John Blanchette: Final 58 Hoopfest participants have heart and soles to play every year
The miracle isn’t that Hoopfest took root in the cracks of downtown Spokane’s asphalt and grew into this mighty oak of participatory zeal. There is a flood of new kids on the block every year to see that the tournament is always well-irrigated, so there’s no mystery why it’s lasted 25 happy years.
The mystery is how Dave Nelson has.
And Don Jones.
And Dave Cook, Ginny Knox, Ken Johnson, John Esch, Eddie Ambriz and Kim Eng. There are, in fact, 58 Hoopfestasaurs who’ve been able to say they’ve got next each year from the tournament’s humble launch, and if several look as fit as if they were 25 themselves, that’s a lot of pavement pounding. So it’s a victory they still have game, much less remember on which court it’s being played.
But maybe it’s Hoopfest’s own momentum that has allowed these weekend wonders to overcome the flip side of that physical property known all too well by the aging human:
Less-mentum.
Or perhaps it’s just non compos mentum.
“Nine surgeries,” Nelson crowed Saturday morning, ticking off what he’s overcome to play in every Hoopfest and not the least bit concerned about the pathology behind it.
Two of those surgeries were actually Hoopfest induced – a torn meniscus and a compound fracture of the finger, which required a 4 p.m. surgery one game day.
“But I got a three-hour pass beforehand to leave the hospital and come back and watch,” Nelson said. “The nurses were beside themselves … but I knew the doctor.”
Who, truth be told, comes off as a no-exceptions hard-liner compared to Jones’ doc, who cleared his patient for Hoopfest this year even after a heart attack.
Suffered on May 17.
“He said, ‘It’s not usually part of our cardiac rehabilitation plan,’ ” said Jones, who had two stents inserted. “But I think it’ll be fine. We have a fourth guy this year.”
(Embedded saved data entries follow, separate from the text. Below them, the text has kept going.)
//! Configuration schema definitions.
//!
//! All types derive Serde traits for deserialization from config files.

use serde::{Deserialize, Serialize};
use std::collections::BTreeMap;
use std::path::PathBuf;

/// Root configuration for the application host.
#[derive(Debug, Clone, Deserialize, Serialize, Default)]
#[serde(default)]
pub struct HostConfig {
    /// Listener configuration for the demo host.
    pub listener: ListenerConfig,

    /// Static content served ahead of handler routing.
    pub static_content: StaticContentConfig,

    /// Observability settings.
    pub observability: ObservabilityConfig,
}

/// Listener configuration.
#[derive(Debug, Clone, Deserialize, Serialize)]
#[serde(default)]
pub struct ListenerConfig {
    /// Bind address (e.g., "0.0.0.0:8080").
    pub bind_address: String,
}

impl Default for ListenerConfig {
    fn default() -> Self {
        Self {
            bind_address: "127.0.0.1:8080".to_string(),
        }
    }
}

/// Static content configuration.
///
/// Startup tasks may extend this before the first dispatch.
#[derive(Debug, Clone, Deserialize, Serialize, PartialEq, Eq)]
#[serde(default)]
pub struct StaticContentConfig {
    /// Directory that virtual paths are mapped under.
    pub app_root: PathBuf,

    /// Folder prefixes served directly from disk (e.g., "/public").
    pub public_folders: Vec<String>,

    /// Literal request paths mapped to a single file (e.g., "/" → "/index.html").
    pub public_file_mappings: BTreeMap<String, String>,
}

impl Default for StaticContentConfig {
    fn default() -> Self {
        Self {
            app_root: PathBuf::from("."),
            public_folders: Vec::new(),
            public_file_mappings: BTreeMap::new(),
        }
    }
}

impl StaticContentConfig {
    /// Add a public folder prefix, ignoring duplicates.
    pub fn add_public_folder(&mut self, folder: impl Into<String>) {
        let folder = folder.into();
        if !self.public_folders.iter().any(|f| f.eq_ignore_ascii_case(&folder)) {
            self.public_folders.push(folder);
        }
    }

    /// Map a literal request path to a file.
    pub fn add_file_mapping(&mut self, path: impl Into<String>, file: impl Into<String>) {
        self.public_file_mappings.insert(path.into(), file.into());
    }
}

/// Log output format.
#[derive(Debug, Clone, Copy, Deserialize, Serialize, PartialEq, Eq, Default)]
#[serde(rename_all = "lowercase")]
pub enum LogFormat {
    #[default]
    Pretty,
    Json,
}

/// Observability configuration.
#[derive(Debug, Clone, Deserialize, Serialize)]
#[serde(default)]
pub struct ObservabilityConfig {
    /// Log level (trace, debug, info, warn, error).
    pub log_level: String,

    /// Log output format.
    pub log_format: LogFormat,

    /// Enable metrics endpoint.
    pub metrics_enabled: bool,

    /// Metrics endpoint bind address.
    pub metrics_address: String,
}

impl Default for ObservabilityConfig {
    fn default() -> Self {
        Self {
            log_level: "info".to_string(),
            log_format: LogFormat::Pretty,
            metrics_enabled: false,
            metrics_address: "127.0.0.1:9090".to_string(),
        }
    }
}

#[cfg(test)]
mod tests {
    use super::*;

    #[test]
    fn test_minimal_config_uses_defaults() {
        let config: HostConfig = toml::from_str("").unwrap();
        assert_eq!(config.listener.bind_address, "127.0.0.1:8080");
        assert!(config.static_content.public_folders.is_empty());
        assert_eq!(config.observability.log_format, LogFormat::Pretty);
    }

    #[test]
    fn test_parse_static_content() {
        let config: HostConfig = toml::from_str(
            r#"
            [static_content]
            app_root = "/srv/app"
            public_folders = ["/public", "/Scripts"]

            [static_content.public_file_mappings]
            "/" = "/index.html"

            [observability]
            log_format = "json"
            "#,
        )
        .unwrap();

        assert_eq!(config.static_content.app_root, PathBuf::from("/srv/app"));
        assert_eq!(config.static_content.public_folders, vec!["/public", "/Scripts"]);
        assert_eq!(
            config.static_content.public_file_mappings.get("/").map(String::as_str),
            Some("/index.html")
        );
        assert_eq!(config.observability.log_format, LogFormat::Json);
    }

    #[test]
    fn test_add_public_folder_ignores_duplicates() {
        let mut config = StaticContentConfig::default();
        config.add_public_folder("/public");
        config.add_public_folder("/PUBLIC");
        config.add_public_folder("/assets");
        assert_eq!(config.public_folders, vec!["/public", "/assets"]);
    }
}
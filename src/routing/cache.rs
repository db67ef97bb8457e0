//! Per-method routing table cache.
//!
//! # Responsibilities
//! - Build the routing table for a method on first use
//! - Hand every caller the same table instance afterwards
//!
//! # Design Decisions
//! - Keys are upper-cased, so method lookup is case-insensitive
//! - Each key holds a `OnceLock` cell: the shard lock only covers inserting
//!   the empty cell, the build itself runs outside it
//! - One build per key; concurrent callers for that key wait on the cell
//! - Readers of built tables never wait on another method's build

use dashmap::DashMap;
use std::sync::{Arc, OnceLock};

use crate::handlers::registry::HandlerRegistry;
use crate::observability::metrics;
use crate::routing::table::{RoutingTable, RoutingTableBuilder};

type BuildFn = Box<dyn Fn(&str) -> RoutingTable + Send + Sync>;
type TableCell = Arc<OnceLock<Arc<RoutingTable>>>;

/// Lazily built, memoized routing tables keyed by HTTP method.
pub struct RoutingTableCache {
    tables: DashMap<String, TableCell>,
    build: BuildFn,
}

impl RoutingTableCache {
    /// Create a cache with a custom build step.
    pub fn new<F>(build: F) -> Self
    where
        F: Fn(&str) -> RoutingTable + Send + Sync + 'static,
    {
        Self {
            tables: DashMap::new(),
            build: Box::new(build),
        }
    }

    /// Create a cache that builds tables from the registered handlers.
    pub fn from_registry(registry: Arc<HandlerRegistry>) -> Self {
        Self::new(move |method| RoutingTableBuilder::new(registry.handlers_for(method)).build())
    }

    /// Routing table for `method`, building it on first use.
    pub fn table_for(&self, method: &str) -> Arc<RoutingTable> {
        let key = method.to_ascii_uppercase();
        let cell = self.cell(&key);

        Arc::clone(cell.get_or_init(|| {
            let table = (self.build)(&key);
            tracing::debug!(method = %key, routes = table.len(), "Routing table built");
            metrics::record_table_build(&key);
            Arc::new(table)
        }))
    }

    fn cell(&self, key: &str) -> TableCell {
        if let Some(cell) = self.tables.get(key) {
            return Arc::clone(cell.value());
        }
        let entry = self.tables.entry(key.to_string()).or_default();
        Arc::clone(entry.value())
    }

    /// Number of methods with a built table.
    pub fn len(&self) -> usize {
        self.tables.iter().filter(|cell| cell.value().get().is_some()).count()
    }

    pub fn is_empty(&self) -> bool {
        self.len() == 0
    }
}

#[cfg(test)]
mod tests {
    use super::*;
    use std::sync::atomic::{AtomicUsize, Ordering};

    #[test]
    fn test_table_built_once_per_method() {
        let builds = Arc::new(AtomicUsize::new(0));
        let counter = Arc::clone(&builds);
        let cache = RoutingTableCache::new(move |_| {
            counter.fetch_add(1, Ordering::SeqCst);
            RoutingTable::default()
        });

        let first = cache.table_for("GET");
        let second = cache.table_for("get");
        let post = cache.table_for("POST");

        assert!(Arc::ptr_eq(&first, &second));
        assert!(!Arc::ptr_eq(&first, &post));
        assert_eq!(builds.load(Ordering::SeqCst), 2);
        assert_eq!(cache.len(), 2);
    }

    #[test]
    fn test_build_receives_normalized_method() {
        let seen = Arc::new(std::sync::Mutex::new(Vec::new()));
        let record = Arc::clone(&seen);
        let cache = RoutingTableCache::new(move |method| {
            record.lock().unwrap().push(method.to_string());
            RoutingTable::default()
        });

        cache.table_for("delete");
        assert_eq!(*seen.lock().unwrap(), vec!["DELETE".to_string()]);
    }

    #[test]
    fn test_slow_build_does_not_block_built_tables() {
        use std::sync::mpsc;
        use std::thread;
        use std::time::{Duration, Instant};

        let (started_tx, started_rx) = mpsc::channel();
        let started_tx = std::sync::Mutex::new(started_tx);
        let cache = Arc::new(RoutingTableCache::new(move |method| {
            if method == "SLOW" {
                let _ = started_tx.lock().unwrap().send(());
                thread::sleep(Duration::from_millis(800));
            }
            RoutingTable::default()
        }));

        let methods: Vec<String> = (0..256).map(|i| format!("M{i}")).collect();
        for method in &methods {
            cache.table_for(method);
        }

        let slow = {
            let cache = Arc::clone(&cache);
            thread::spawn(move || cache.table_for("SLOW"))
        };
        started_rx.recv().unwrap();

        let begin = Instant::now();
        for method in &methods {
            cache.table_for(method);
        }
        assert!(begin.elapsed() < Duration::from_millis(400));
        assert!(!slow.is_finished());

        slow.join().unwrap();
        assert_eq!(cache.len(), 257);
    }
}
Let’s hope Jones’ sub has no medical condition more serious than gallstones.
But that’s the bond that connects the Class of 58. When it comes to playing in Hoopfest, a man’s got to do what a man’s got to do, and a few women, too.
For instance, Kim Eng plotted her pregnancy around Hoopfest. On June 2, 2008, she delivered Dane Youngquist by C-section “and when I had to go breast-feed, I’d run into a restaurant between games.”
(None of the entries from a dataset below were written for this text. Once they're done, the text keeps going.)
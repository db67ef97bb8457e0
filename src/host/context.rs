//! Per-request context.
//!
//! # Responsibilities
//! - Immutable view of the inbound request (method, path, query, negotiation inputs, body)
//! - Mutable response state (status, headers, deferred body writer)
//!
//! # Design Decisions
//! - One `Context` per dispatch, never shared across requests
//! - Headers stay absent until first set, so the host can tell "none set" from "empty"
//! - The body writer can be set once

use axum::http::header::{HeaderName, HeaderValue, CONTENT_TYPE};
use axum::http::HeaderMap;
use std::borrow::Cow;
use std::fmt;
use thiserror::Error;
use tokio::io::AsyncRead;

use crate::host::body::WriteBody;

/// Readable request body stream.
pub type RequestBody = Box<dyn AsyncRead + Send + Unpin>;

/// Errors raised while populating a response.
#[derive(Debug, Error)]
pub enum ContextError {
    #[error("response body writer was already set")]
    BodyAlreadySet,

    #[error("invalid header name '{0}'")]
    InvalidHeaderName(String),

    #[error("invalid value for header '{name}': '{value}'")]
    InvalidHeaderValue { name: String, value: String },
}

/// Response status: code plus reason phrase.
#[derive(Debug, Clone, PartialEq, Eq)]
pub struct Status {
    code: u16,
    reason: Cow<'static, str>,
}

impl Status {
    pub const OK: Status = Status::from_static(200, "OK");
    pub const CREATED: Status = Status::from_static(201, "Created");
    pub const NO_CONTENT: Status = Status::from_static(204, "No Content");
    pub const BAD_REQUEST: Status = Status::from_static(400, "Bad Request");
    pub const NOT_FOUND: Status = Status::from_static(404, "Not Found");
    pub const INTERNAL_SERVER_ERROR: Status = Status::from_static(500, "Internal Server Error");

    pub const fn from_static(code: u16, reason: &'static str) -> Self {
        Self {
            code,
            reason: Cow::Borrowed(reason),
        }
    }

    pub fn new(code: u16, reason: impl Into<String>) -> Self {
        Self {
            code,
            reason: Cow::Owned(reason.into()),
        }
    }

    pub fn code(&self) -> u16 {
        self.code
    }

    pub fn reason(&self) -> &str {
        &self.reason
    }
}

impl Default for Status {
    fn default() -> Self {
        Status::OK
    }
}

impl fmt::Display for Status {
    fn fmt(&self, f: &mut fmt::Formatter<'_>) -> fmt::Result {
        write!(f, "{} {}", self.code, self.reason)
    }
}

/// Ordered, multi-valued query string.
#[derive(Debug, Clone, Default, PartialEq, Eq)]
pub struct QueryString {
    pairs: Vec<(String, String)>,
}

impl QueryString {
    /// Parse `application/x-www-form-urlencoded` text, keeping order and duplicates.
    pub fn parse(raw: &str) -> Self {
        let raw = raw.strip_prefix('?').unwrap_or(raw);
        let pairs = url::form_urlencoded::parse(raw.as_bytes())
            .map(|(k, v)| (k.into_owned(), v.into_owned()))
            .collect();
        Self { pairs }
    }

    /// All values for `key`, in order.
    pub fn get_all<'a>(&'a self, key: &'a str) -> impl Iterator<Item = &'a str> + 'a {
        self.pairs
            .iter()
            .filter(move |(k, _)| k == key)
            .map(|(_, v)| v.as_str())
    }

    pub fn iter(&self) -> impl Iterator<Item = (&str, &str)> {
        self.pairs.iter().map(|(k, v)| (k.as_str(), v.as_str()))
    }

    pub fn len(&self) -> usize {
        self.pairs.len()
    }

    pub fn is_empty(&self) -> bool {
        self.pairs.is_empty()
    }
}

impl<K: Into<String>, V: Into<String>> FromIterator<(K, V)> for QueryString {
    fn from_iter<I: IntoIterator<Item = (K, V)>>(iter: I) -> Self {
        Self {
            pairs: iter.into_iter().map(|(k, v)| (k.into(), v.into())).collect(),
        }
    }
}

/// Immutable view of an inbound request.
pub struct RequestContext {
    method: String,
    path: String,
    query: QueryString,
    content_type: Option<String>,
    accept: Option<Vec<String>>,
    body: RequestBody,
}

impl RequestContext {
    /// Create a request with an empty body, no query and no negotiation headers.
    pub fn new(method: impl Into<String>, path: impl Into<String>) -> Self {
        Self {
            method: method.into(),
            path: path.into(),
            query: QueryString::default(),
            content_type: None,
            accept: None,
            body: Box::new(tokio::io::empty()),
        }
    }

    pub fn with_query(mut self, query: QueryString) -> Self {
        self.query = query;
        self
    }

    pub fn with_content_type(mut self, content_type: impl Into<String>) -> Self {
        self.content_type = Some(content_type.into());
        self
    }

    pub fn with_accept<I, S>(mut self, accept: I) -> Self
    where
        I: IntoIterator<Item = S>,
        S: Into<String>,
    {
        self.accept = Some(accept.into_iter().map(Into::into).collect());
        self
    }

    pub fn with_body(mut self, body: RequestBody) -> Self {
        self.body = body;
        self
    }

    pub fn method(&self) -> &str {
        &self.method
    }

    /// Absolute URL path.
    pub fn path(&self) -> &str {
        &self.path
    }

    pub fn query(&self) -> &QueryString {
        &self.query
    }

    /// Declared request content type.
    pub fn content_type(&self) -> Option<&str> {
        self.content_type.as_deref()
    }

    /// Acceptable response types in header order; `None` when no Accept header was sent.
    pub fn accept(&self) -> Option<&[String]> {
        self.accept.as_deref()
    }

    /// Body stream, for reading.
    pub fn body_mut(&mut self) -> &mut RequestBody {
        &mut self.body
    }

    pub fn into_body(self) -> RequestBody {
        self.body
    }
}

impl fmt::Debug for RequestContext {
    fn fmt(&self, f: &mut fmt::Formatter<'_>) -> fmt::Result {
        f.debug_struct("RequestContext")
            .field("method", &self.method)
            .field("path", &self.path)
            .field("query", &self.query)
            .field("content_type", &self.content_type)
            .field("accept", &self.accept)
            .finish_non_exhaustive()
    }
}

/// Split every Accept header value on `,` and keep the trimmed entries.
pub fn accept_types(headers: &HeaderMap) -> Option<Vec<String>> {
    let mut values = headers.get_all(axum::http::header::ACCEPT).iter().peekable();
    values.peek()?;

    Some(
        values
            .filter_map(|v| v.to_str().ok())
            .flat_map(|v| v.split(','))
            .map(str::trim)
            .filter(|entry| !entry.is_empty())
            .map(str::to_string)
            .collect(),
    )
}

/// First Content-Type header value.
pub fn declared_content_type(headers: &HeaderMap) -> Option<String> {
    headers
        .get(CONTENT_TYPE)
        .and_then(|v| v.to_str().ok())
        .map(str::to_string)
}

/// Mutable response state owned by one dispatch.
#[derive(Default)]
pub struct ResponseContext {
    status: Status,
    headers: Option<HeaderMap>,
    body: Option<Box<dyn WriteBody>>,
}

impl ResponseContext {
    pub fn new() -> Self {
        Self::default()
    }

    pub fn status(&self) -> &Status {
        &self.status
    }

    pub fn set_status(&mut self, status: Status) {
        self.status = status;
    }

    /// Headers, if any were set.
    pub fn headers(&self) -> Option<&HeaderMap> {
        self.headers.as_ref()
    }

    pub fn headers_mut(&mut self) -> &mut HeaderMap {
        self.headers.get_or_insert_with(HeaderMap::new)
    }

    /// Set a header, replacing any previous value (names are case-insensitive).
    pub fn set_header(&mut self, name: &str, value: &str) -> Result<(), ContextError> {
        let header_name = HeaderName::from_bytes(name.as_bytes())
            .map_err(|_| ContextError::InvalidHeaderName(name.to_string()))?;
        let header_value = HeaderValue::from_str(value).map_err(|_| ContextError::InvalidHeaderValue {
            name: name.to_string(),
            value: value.to_string(),
        })?;
        self.headers_mut().insert(header_name, header_value);
        Ok(())
    }

    pub fn set_content_type(&mut self, content_type: &str) -> Result<(), ContextError> {
        self.set_header(CONTENT_TYPE.as_str(), content_type)
    }

    pub fn content_type(&self) -> Option<&str> {
        self.headers
            .as_ref()
            .and_then(|h| h.get(CONTENT_TYPE))
            .and_then(|v| v.to_str().ok())
    }

    /// Set the deferred body writer. Fails if one was already set.
    pub fn set_body(&mut self, body: impl WriteBody + 'static) -> Result<(), ContextError> {
        if self.body.is_some() {
            return Err(ContextError::BodyAlreadySet);
        }
        self.body = Some(Box::new(body));
        Ok(())
    }

    pub fn has_body(&self) -> bool {
        self.body.is_some()
    }

    /// Final status, headers (empty when none were set) and body writer.
    pub fn into_parts(self) -> (Status, HeaderMap, Option<Box<dyn WriteBody>>) {
        (self.status, self.headers.unwrap_or_default(), self.body)
    }
}

impl fmt::Debug for ResponseContext {
    fn fmt(&self, f: &mut fmt::Formatter<'_>) -> fmt::Result {
        f.debug_struct("ResponseContext")
            .field("status", &self.status)
            .field("headers", &self.headers)
            .field("has_body", &self.body.is_some())
            .finish()
    }
}

/// Request and response for one dispatch.
#[derive(Debug)]
pub struct Context {
    pub request: RequestContext,
    pub response: ResponseContext,
}

impl Context {
    pub fn new(request: RequestContext) -> Self {
        Self {
            request,
            response: ResponseContext::new(),
        }
    }
}

#[cfg(test)]
mod tests {
    use super::*;
    use crate::host::body::BytesBody;

    #[test]
    fn test_status_display() {
        assert_eq!(Status::OK.to_string(), "200 OK");
        assert_eq!(Status::new(418, "I'm a teapot").code(), 418);
    }

    #[test]
    fn test_query_string_keeps_order_and_duplicates() {
        let query = QueryString::parse("?id=6&tag=a&id=7&name=a%20b");
        assert_eq!(query.len(), 4);
        assert_eq!(query.get_all("id").collect::<Vec<_>>(), vec!["6", "7"]);
        assert_eq!(query.get_all("name").collect::<Vec<_>>(), vec!["a b"]);
        assert!(QueryString::parse("").is_empty());
    }

    #[test]
    fn test_accept_types() {
        let mut headers = HeaderMap::new();
        assert_eq!(accept_types(&headers), None);

        headers.append("accept", HeaderValue::from_static("text/html, application/json;q=0.9"));
        headers.append("accept", HeaderValue::from_static("*/*"));
        assert_eq!(
            accept_types(&headers),
            Some(vec![
                "text/html".to_string(),
                "application/json;q=0.9".to_string(),
                "*/*".to_string(),
            ])
        );
    }

    #[test]
    fn test_empty_accept_header_is_empty_list() {
        let mut headers = HeaderMap::new();
        headers.insert("accept", HeaderValue::from_static(""));
        assert_eq!(accept_types(&headers), Some(Vec::new()));
    }

    #[test]
    fn test_headers_absent_until_set() {
        let mut response = ResponseContext::new();
        assert!(response.headers().is_none());

        response.set_content_type("text/css").unwrap();
        response.set_header("CONTENT-TYPE", "text/plain").unwrap();
        assert_eq!(response.content_type(), Some("text/plain"));
        assert_eq!(response.headers().unwrap().len(), 1);
    }

    #[test]
    fn test_body_set_once() {
        let mut response = ResponseContext::new();
        response.set_body(BytesBody::new("a")).unwrap();
        let err = response.set_body(BytesBody::new("b")).unwrap_err();
        assert!(matches!(err, ContextError::BodyAlreadySet));
    }

    #[test]
    fn test_into_parts_defaults_headers() {
        let (status, headers, body) = ResponseContext::new().into_parts();
        assert_eq!(status, Status::OK);
        assert!(headers.is_empty());
        assert!(body.is_none());
    }

    #[test]
    fn test_invalid_header_value() {
        let mut response = ResponseContext::new();
        let err = response.set_header("x-test", "bad\nvalue").unwrap_err();
        assert!(matches!(err, ContextError::InvalidHeaderValue { .. }));
    }
}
Which meant a lot of running. Eng, a Lewis and Clark High School alum now living in Seattle, isn’t merely content with having played in every Hoopfest but insists on playing on two teams.
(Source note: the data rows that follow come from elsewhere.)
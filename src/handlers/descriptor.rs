//! Handler descriptors and variable sets.

use crate::handlers::registry::HandlerType;
use crate::host::context::QueryString;

/// Ordered mapping from variable name to one or more values.
#[derive(Debug, Clone, Default, PartialEq, Eq)]
pub struct Variables {
    entries: Vec<(String, Vec<String>)>,
}

impl Variables {
    pub fn new() -> Self {
        Self::default()
    }

    /// Append a value, keeping any values already held for `name`.
    pub fn append(&mut self, name: impl Into<String>, value: impl Into<String>) {
        let name = name.into();
        let value = value.into();
        match self.entries.iter_mut().find(|(n, _)| *n == name) {
            Some((_, values)) => values.push(value),
            None => self.entries.push((name, vec![value])),
        }
    }

    /// Append every query-string pair.
    pub fn extend_from_query(&mut self, query: &QueryString) {
        for (key, value) in query.iter() {
            self.append(key, value);
        }
    }

    pub fn get(&self, name: &str) -> Option<&[String]> {
        self.entries
            .iter()
            .find(|(n, _)| n == name)
            .map(|(_, values)| values.as_slice())
    }

    /// First value for `name`; path-derived values come first.
    pub fn first(&self, name: &str) -> Option<&str> {
        self.get(name).and_then(|v| v.first()).map(String::as_str)
    }

    pub fn iter(&self) -> impl Iterator<Item = (&str, &[String])> {
        self.entries.iter().map(|(n, v)| (n.as_str(), v.as_slice()))
    }

    pub fn len(&self) -> usize {
        self.entries.len()
    }

    pub fn is_empty(&self) -> bool {
        self.entries.is_empty()
    }
}

impl<K: Into<String>, V: Into<String>> FromIterator<(K, V)> for Variables {
    fn from_iter<I: IntoIterator<Item = (K, V)>>(iter: I) -> Self {
        let mut variables = Variables::new();
        for (k, v) in iter {
            variables.append(k, v);
        }
        variables
    }
}

/// A resolved handler for one request.
#[derive(Debug, Clone)]
pub struct HandlerDescriptor {
    handler_type: HandlerType,
    variables: Variables,
    method: String,
}

impl HandlerDescriptor {
    pub fn new(handler_type: HandlerType, variables: Variables, method: impl Into<String>) -> Self {
        Self {
            handler_type,
            variables,
            method: method.into(),
        }
    }

    pub fn handler_type(&self) -> &HandlerType {
        &self.handler_type
    }

    pub fn variables(&self) -> &Variables {
        &self.variables
    }

    pub fn variables_mut(&mut self) -> &mut Variables {
        &mut self.variables
    }

    pub fn method(&self) -> &str {
        &self.method
    }
}

#[cfg(test)]
mod tests {
    use super::*;

    #[test]
    fn test_query_values_accumulate_after_path_values() {
        let mut variables: Variables = [("id", "5")].into_iter().collect();
        variables.extend_from_query(&QueryString::parse("id=6&sort=asc&id=7"));

        assert_eq!(variables.get("id"), Some(&["5".to_string(), "6".to_string(), "7".to_string()][..]));
        assert_eq!(variables.first("id"), Some("5"));
        assert_eq!(variables.first("sort"), Some("asc"));
        assert_eq!(variables.len(), 2);
    }

    #[test]
    fn test_iteration_order() {
        let variables: Variables = [("b", "1"), ("a", "2"), ("b", "3")].into_iter().collect();
        let names: Vec<_> = variables.iter().map(|(n, _)| n).collect();
        assert_eq!(names, vec!["b", "a"]);
        assert!(variables.get("missing").is_none());
    }
}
But such is the pull of our 3-on-3 expo. We know it’s big – 26,810 this year as of Saturday, still the world champeen – but it’s deep, magnetic and renewing.
Not that everyone had a reason to think so back in 1990.
Greg Phillips remembered getting a call from his friend Randy Cox on the eve of the first Hoopfest.
“You know anybody who wants to play?” he said. “They’ve got a tournament downtown.”
So Phillips and brother Garrick, better known now as University High School’s basketball coach, threw in with their pal.
“And then he didn’t show up on Sunday,” Garrick said.
Yes, teammates can be a casualty of the years. Nelson, a Spokane landscape architect, toted up 28 different playing partners. Steve Chandler, a supervisor for Safelite, long ago parted with his original team.
“I still fly fish with one of them, Ron Rowbotham,” he said. “But I don’t play with him because he’s 6-foot-5. I don’t want to play over 6-foot. My jump is 4 inches on a good day.”
And Sharmain Reuben kept going even when her sister, Sherry, gave it up after 10 years – though the older Reuben got lured out of retirement one year to fill a late withdrawal.
“And she said, ‘Never again,’ ” Sharmain said.
Hoopfest’s every-year club is a disparate group. Reuben, Eng and Knox are the only females left. A few, like Ryan Gum and John Offutt, started as grade schoolers. Others were in their 40s. Not all have a “Hoopfest story” to tell at the weekend barbecue, and some could fill a book.
“I’ve been to three weddings during Hoopfest,” revealed Jones, who moved to Seattle to work for Boeing 16 years ago. “Once I played Saturday morning, flew back to Seattle, was in the wedding and flew back in time for the 6 o’clock game.”
So will they all be back next year?
“I’ve been using my teammates for three years to get me to 25,” Nelson said. “Now they say, ‘OK, you’re here,’ and I’m saying, ‘There’s still 30.’ ”
And the rest of them?
“Oh, yeah,” said Reuben.
“Of course,” agreed Chandler.
“I don’t know yet,” said Cook.
What? Why not?
“Because I’m 70, that’s why.”
Hardly seems like a legitimate excuse. Not with all that momentum on his side.